Items listed in a dataset:
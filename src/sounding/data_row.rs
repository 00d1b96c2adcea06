use metfor::{Celsius, HectoPascal, Meters, MetersPSec, WindSpdDir};
use optional::Optioned;

/// A copy of a row of the sounding data.
#[derive(Clone, Default, Copy, Debug, PartialEq)]
pub struct DataRow {
    /// Pressure in hPa
    pub pressure: Optioned<HectoPascal>,
    /// Temperature in C
    pub temperature: Optioned<Celsius>,
    /// Dew point in C
    pub dew_point: Optioned<Celsius>,
    /// Relative humidity as a fraction in the range 0.0 to 1.0
    pub relative_humidity: Optioned<f64>,
    /// Geometric height of the balloon in meters
    pub height: Optioned<Meters>,
    /// Wind in m/s
    pub wind: Optioned<WindSpdDir<MetersPSec>>,
}
//! Select the sounding levels to draw wind barbs at.
//!
//! Soundings carry far more levels than a readable skew-T can hold barbs for, so barbs
//! are drawn only at the sample nearest each of a ladder of evenly spaced target
//! pressures.

use crate::sounding::Sounding;
use metfor::{HectoPascal, MetersPSec, Quantity, WindUV};

/// The ladder of target pressure levels for wind barbs.
///
/// Targets run from `upper` up to but not including `lower` in steps of `step`, all in
/// hPa. The defaults place a barb about every 25 hPa over the depth of a typical
/// flight.
#[derive(Debug, Clone, Copy)]
pub struct BarbSpacing {
    /// Topmost target level (hPa), inclusive.
    pub upper: u32,
    /// Bottom of the ladder (hPa), exclusive.
    pub lower: u32,
    /// Distance between targets (hPa).
    pub step: u32,
}

impl Default for BarbSpacing {
    fn default() -> Self {
        BarbSpacing {
            upper: 100,
            lower: 1000,
            step: 25,
        }
    }
}

/// A single selected barb: the sample pressure and the wind components there.
#[derive(Debug, Clone, Copy)]
pub struct BarbPoint {
    /// Pressure of the selected sample, not of the target level.
    pub pressure: HectoPascal,
    /// Wind at the selected sample.
    pub wind: WindUV<MetersPSec>,
}

/// Pick the sounding levels to draw barbs at.
///
/// For each target level the sample whose pressure is numerically closest wins, with
/// the first such sample kept on ties. Two targets that resolve to the same sample
/// produce a single barb, so the result holds at most one point per target and no
/// duplicate samples, in the order the targets first claimed them.
pub fn barb_points(snd: &Sounding, spacing: BarbSpacing) -> Vec<BarbPoint> {
    let pressure = snd.pressure_profile();
    let wind = snd.wind_profile();

    // Only levels with both a pressure and a wind can hold a barb.
    let candidates: Vec<(usize, f64)> = pressure
        .iter()
        .zip(wind.iter())
        .enumerate()
        .filter_map(|(i, (p_opt, w_opt))| {
            if p_opt.is_some() && w_opt.is_some() {
                Some((i, p_opt.unpack().unpack()))
            } else {
                None
            }
        })
        .collect();

    if candidates.is_empty() || spacing.step == 0 {
        return vec![];
    }

    let mut selected: Vec<usize> = Vec::new();
    for target in (spacing.upper..spacing.lower).step_by(spacing.step as usize) {
        let target = f64::from(target);

        // first minimum wins
        let nearest = candidates
            .iter()
            .fold(None, |best: Option<(usize, f64)>, &(i, p)| {
                let dist = (p - target).abs();
                match best {
                    Some((_, best_dist)) if best_dist <= dist => best,
                    _ => Some((i, dist)),
                }
            })
            .map(|(i, _)| i);

        if let Some(i) = nearest {
            if !selected.contains(&i) {
                selected.push(i);
            }
        }
    }

    selected
        .into_iter()
        .map(|i| BarbPoint {
            pressure: pressure[i].unpack(),
            wind: WindUV::from(wind[i].unpack()),
        })
        .collect()
}
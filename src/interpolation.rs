//! Pressure-coordinate interpolation within a sounding.

use crate::{
    error::{AnalysisError, Result},
    sounding::{DataRow, Sounding},
};
use itertools::{izip, Itertools};
use metfor::{HectoPascal, MetersPSec, Quantity, WindSpdDir, WindUV};
use optional::Optioned;
use std::ops::Sub;

/// Interpolate values from the vertical sounding using pressure as the primary coordinate.
///
/// Returns a `DataRow` with all scalar values interpolated linearly in pressure and the
/// wind interpolated component-wise.
pub fn linear_interpolate_sounding(snd: &Sounding, tgt_p: HectoPascal) -> Result<DataRow> {
    let pressure: &[Optioned<HectoPascal>] = snd.pressure_profile();

    // Assumes the pressure profile is sorted in descending order, which holds for the
    // ascent phase of a flight.
    let bracket = pressure
        .iter()
        .enumerate()
        .filter_map(|(i, p_opt)| p_opt.into_option().map(|p| (i, p)))
        .tuple_windows::<(_, _)>()
        .find_map(|((i0, p0), (i1, p1))| {
            if (p0 - tgt_p).unpack().abs() < std::f64::EPSILON {
                Some((i0, i0))
            } else if (p1 - tgt_p).unpack().abs() < std::f64::EPSILON {
                Some((i1, i1))
            } else if p0 > tgt_p && p1 < tgt_p {
                Some((i0, i1))
            } else {
                None
            }
        });

    bracket
        .and_then(|(i0, i1)| {
            if i0 == i1 {
                snd.data_row(i0)
            } else {
                let row0 = snd.data_row(i0)?;
                let row1 = snd.data_row(i1)?;
                linear_interp_data_rows(row0, row1, tgt_p)
            }
        })
        .ok_or(AnalysisError::InterpolationError)
}

/// Interpolate values given two parallel vectors of data and a target value.
///
/// Assumes that `xs` is monotonic. Levels with a missing value on either side are
/// skipped, so the interpolation happens between the closest valid neighbors.
#[inline]
pub fn linear_interpolate<X, Y>(xs: &[Optioned<X>], ys: &[Optioned<Y>], target_x: X) -> Optioned<Y>
where
    X: Quantity + optional::Noned + PartialOrd + Sub<X>,
    <X as Sub<X>>::Output: Quantity,
    Y: Quantity + optional::Noned + Sub<Y>,
    <Y as Sub<Y>>::Output: Quantity,
{
    debug_assert_eq!(xs.len(), ys.len());

    let value_opt = izip!(xs, ys)
        .filter(|(x, y)| x.is_some() && y.is_some())
        .map(|(x, y)| (x.unpack(), y.unpack()))
        .tuple_windows::<(_, _)>()
        .find_map(|((x0, y0), (x1, y1))| {
            if (x0 - target_x).unpack().abs() < std::f64::EPSILON {
                Some(y0)
            } else if (x1 - target_x).unpack().abs() < std::f64::EPSILON {
                Some(y1)
            } else if (x0 < target_x && x1 > target_x) || (x0 > target_x && x1 < target_x) {
                Some(linear_interp(target_x, x0, x1, y0, y1))
            } else {
                None
            }
        });

    Optioned::from(value_opt)
}

#[inline]
pub(crate) fn linear_interp<X, Y>(x_val: X, x1: X, x2: X, y1: Y, y2: Y) -> Y
where
    X: Sub<X> + Copy + std::fmt::Debug + std::cmp::PartialEq,
    <X as Sub<X>>::Output: Quantity,
    Y: Quantity + Sub<Y>,
    <Y as Sub<Y>>::Output: Quantity,
{
    debug_assert_ne!(x1, x2);

    let run = (x2 - x1).unpack();
    let rise = (y2 - y1).unpack();
    let dx = (x_val - x1).unpack();

    Y::pack(y1.unpack() + dx * (rise / run))
}

#[inline]
fn linear_interp_data_rows(row0: DataRow, row1: DataRow, tgt_p: HectoPascal) -> Option<DataRow> {
    let p0 = row0.pressure.into_option()?;
    let p1 = row1.pressure.into_option()?;

    let run = p1 - p0;
    let dp = tgt_p - p0;

    let mut result = DataRow::default();
    result.pressure = Optioned::from(tgt_p);

    result.temperature = eval_linear_interp(row0.temperature, row1.temperature, run, dp);
    result.dew_point = eval_linear_interp(row0.dew_point, row1.dew_point, run, dp);
    result.height = eval_linear_interp(row0.height, row1.height, run, dp);

    // Relative humidity is a bare fraction, interpolate it directly.
    if let (Some(rh0), Some(rh1)) = (
        row0.relative_humidity.into_option(),
        row1.relative_humidity.into_option(),
    ) {
        result.relative_humidity =
            Optioned::from(rh0 + (rh1 - rh0) * (dp.unpack() / run.unpack()));
    }

    // Winds interpolate component-wise, not in speed/direction space.
    if let (Some(w_below), Some(w_above)) = (row0.wind.into_option(), row1.wind.into_option()) {
        let WindUV::<MetersPSec> {
            u: u_below,
            v: v_below,
        } = WindUV::from(w_below);
        let WindUV::<MetersPSec> {
            u: u_above,
            v: v_above,
        } = WindUV::from(w_above);

        let frac = dp.unpack() / run.unpack();
        let u = u_below + (u_above - u_below) * frac;
        let v = v_below + (v_above - v_below) * frac;

        let interped_wind = WindSpdDir::from(WindUV { u, v });

        result.wind = interped_wind.into();
    }

    Some(result)
}

#[inline]
fn eval_linear_interp<QX, Y>(
    low_val: Optioned<Y>,
    high_val: Optioned<Y>,
    run: QX,
    dp: QX,
) -> Optioned<Y>
where
    QX: Quantity + optional::Noned,
    Y: Quantity + optional::Noned,
{
    if low_val.is_some() && high_val.is_some() {
        let (val_below, val_above) = (low_val.unpack().unpack(), high_val.unpack().unpack());
        let rise = val_above - val_below;
        let run: f64 = run.unpack();
        let dp: f64 = dp.unpack();
        Optioned::from(Y::pack(val_below + dp * rise / run))
    } else {
        Optioned::default()
    }
}

#[cfg(test)]
mod test {
    use super::*;
    use metfor::Celsius;
    use optional::some;

    #[test]
    fn test_linear_interp() {
        let t = linear_interp(
            HectoPascal(900.0),
            HectoPascal(1000.0),
            HectoPascal(800.0),
            Celsius(20.0),
            Celsius(10.0),
        );
        assert!((t - Celsius(15.0)).unpack().abs() < 1.0e-12);
    }

    #[test]
    fn test_linear_interpolate_skips_missing() {
        let xs = vec![
            some(HectoPascal(1000.0)),
            optional::none(),
            some(HectoPascal(800.0)),
        ];
        let ys = vec![some(Celsius(20.0)), optional::none(), some(Celsius(10.0))];

        let y = linear_interpolate(&xs, &ys, HectoPascal(900.0));
        assert!((y.unpack() - Celsius(15.0)).unpack().abs() < 1.0e-12);
    }

    #[test]
    fn test_linear_interpolate_exact_level() {
        let xs = vec![some(HectoPascal(1000.0)), some(HectoPascal(800.0))];
        let ys = vec![some(Celsius(20.0)), some(Celsius(10.0))];

        let y = linear_interpolate(&xs, &ys, HectoPascal(800.0));
        assert_eq!(y.unpack(), Celsius(10.0));
    }
}
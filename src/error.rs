//! Error types for the skysonde-skewt crate.
use thiserror::Error;

/// Error type for sounding analysis.
#[derive(Clone, Copy, PartialEq, Eq, Debug, Error)]
pub enum AnalysisError {
    /// A profile that is required for this analysis is missing.
    #[error("missing profile required for the analysis")]
    MissingProfile,
    /// A value (surface value, profile level, etc) that is required is not available.
    #[error("missing value required for the analysis")]
    MissingValue,
    /// Not enough data available for analysis.
    #[error("not enough data available for the analysis")]
    NotEnoughData,
    /// The cleaned sounding ended up empty.
    #[error("profile is empty after quality control, cannot do analysis")]
    NoDataProfile,
    /// Bad or invalid input.
    #[error("invalid input")]
    InvalidInput,
    /// Missing data during interpolation, or it would have been extrapolation.
    #[error("none value encountered during interpolation")]
    InterpolationError,
    /// The pressure profile never stopped decreasing, so no balloon burst was found.
    #[error("no descent detected in the pressure profile")]
    NoDescent,
    /// A calculation in the metfor crate left its domain of validity.
    #[error("error bubbled up from metfor")]
    MetForError,
}

/// Shorthand for results.
pub type Result<T> = std::result::Result<T, AnalysisError>;

/// Error from the end-to-end file-to-analysis pipeline.
#[derive(Debug, Error)]
pub enum PipelineError {
    /// The file could not be read or parsed.
    #[error(transparent)]
    Load(#[from] LoadError),
    /// The cleaned sounding could not be analyzed.
    #[error(transparent)]
    Analysis(#[from] AnalysisError),
}

/// Error type for reading a Skysonde CSV file.
#[derive(Debug, Error)]
pub enum LoadError {
    /// Could not open or read the file.
    #[error("unable to read sounding file")]
    Io(#[from] std::io::Error),
    /// The CSV layer rejected the file.
    #[error("unable to parse sounding file")]
    Csv(#[from] csv::Error),
    /// A row had fewer columns than the format requires.
    #[error("record {0} too short: expected at least {1} columns")]
    ShortRecord(usize, usize),
    /// A selected column held something that is neither a number nor the sentinel.
    #[error("record {record}, column {column}: unparseable value {value:?}")]
    BadValue {
        /// Zero-based record number within the data section.
        record: usize,
        /// Zero-based column index in the raw file.
        column: usize,
        /// The offending field contents.
        value: String,
    },
}
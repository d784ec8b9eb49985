//! Datapoint rulesets.

use indexmap::IndexMap;
use serde::{Deserialize, Serialize};

use super::expression::{ResolvableExpression, Span};
use super::types::ValueType;
use crate::ast::Expr;

/// Which rows a validation returns.
#[derive(Debug, Clone, Copy, PartialEq, Eq, Serialize, Deserialize)]
#[serde(rename_all = "snake_case")]
pub enum ValidationOutput {
    /// Only failing rows, without the `bool_var` column.
    Invalid,
    /// Every row with its `bool_var`.
    All,
}

/// A named rule, kept in parse-tree form until applied to a dataset.
#[derive(Debug, Clone, PartialEq)]
pub struct Rule {
    pub name: String,
    /// Absent antecedent means the rule always applies.
    pub antecedent: Option<Expr>,
    pub consequent: Expr,
    pub error_code: Option<Expr>,
    pub error_level: Option<Expr>,
    pub span: Span,
}

/// A checked ruleset definition, ready to bind in the host.
#[derive(Debug, Clone, PartialEq)]
pub struct DataPointRuleset {
    pub name: String,
    pub variables: Vec<String>,
    /// Dataset column name → rule-local name.
    pub alias: IndexMap<String, String>,
    pub rules: Vec<Rule>,
    pub error_code_type: ValueType,
    pub error_level_type: ValueType,
}

/// A rule compiled against the aliased dataset structure.
#[derive(Debug, Clone)]
pub struct CompiledRule {
    pub name: String,
    pub antecedent: Option<ResolvableExpression>,
    pub consequent: ResolvableExpression,
    pub error_code: Option<ResolvableExpression>,
    pub error_level: Option<ResolvableExpression>,
}

/// What a processing engine needs to validate a dataset against a ruleset.
#[derive(Debug, Clone)]
pub struct CompiledRuleset {
    pub alias: IndexMap<String, String>,
    pub rules: Vec<CompiledRule>,
    pub error_code_type: ValueType,
    pub error_level_type: ValueType,
}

Work instruction.
Among the lines of the data, which ones contain the word "that"? Show them.

Output.
/// the first such sample kept on ties. Two targets that resolve to the same sample
/// Assumes that `xs` is monotonic. Levels with a missing value on either side are
    /// A profile that is required for this analysis is missing.
    /// A value (surface value, profile level, etc) that is required is not available.
    /// A selected column held something that is neither a number nor the sentinel.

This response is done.